Records for processing START

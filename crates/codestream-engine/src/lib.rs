pub mod client;
pub mod config;
pub mod controller;
pub mod screenshot;
pub mod transport;

pub use client::{
    CancelHandle, CancelReason, CodegenClient, GenerationCallbacks, GenerationOutcome, Notice,
};
pub use config::EngineConfig;
pub use controller::{GenerationReport, GenerationRequest, ProjectController};
pub use screenshot::{ScreenshotClient, ScreenshotError};
pub use transport::{CodegenTransport, TransportEvent, WebSocketTransport};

Records for processing END

- **About this exercise**
Retype all of the lines shown above, keeping each one exact.

- **The completed task**
filename crates/codestream-engine/src/lib.rs
pub mod client;
pub mod config;
pub mod controller;
pub mod screenshot;
pub mod transport;

pub use client::{
    CancelHandle, CancelReason, CodegenClient, GenerationCallbacks, GenerationOutcome, Notice,
};
pub use config::EngineConfig;
pub use controller::{GenerationReport, GenerationRequest, ProjectController};
pub use screenshot::{ScreenshotClient, ScreenshotError};
pub use transport::{CodegenTransport, TransportEvent, WebSocketTransport};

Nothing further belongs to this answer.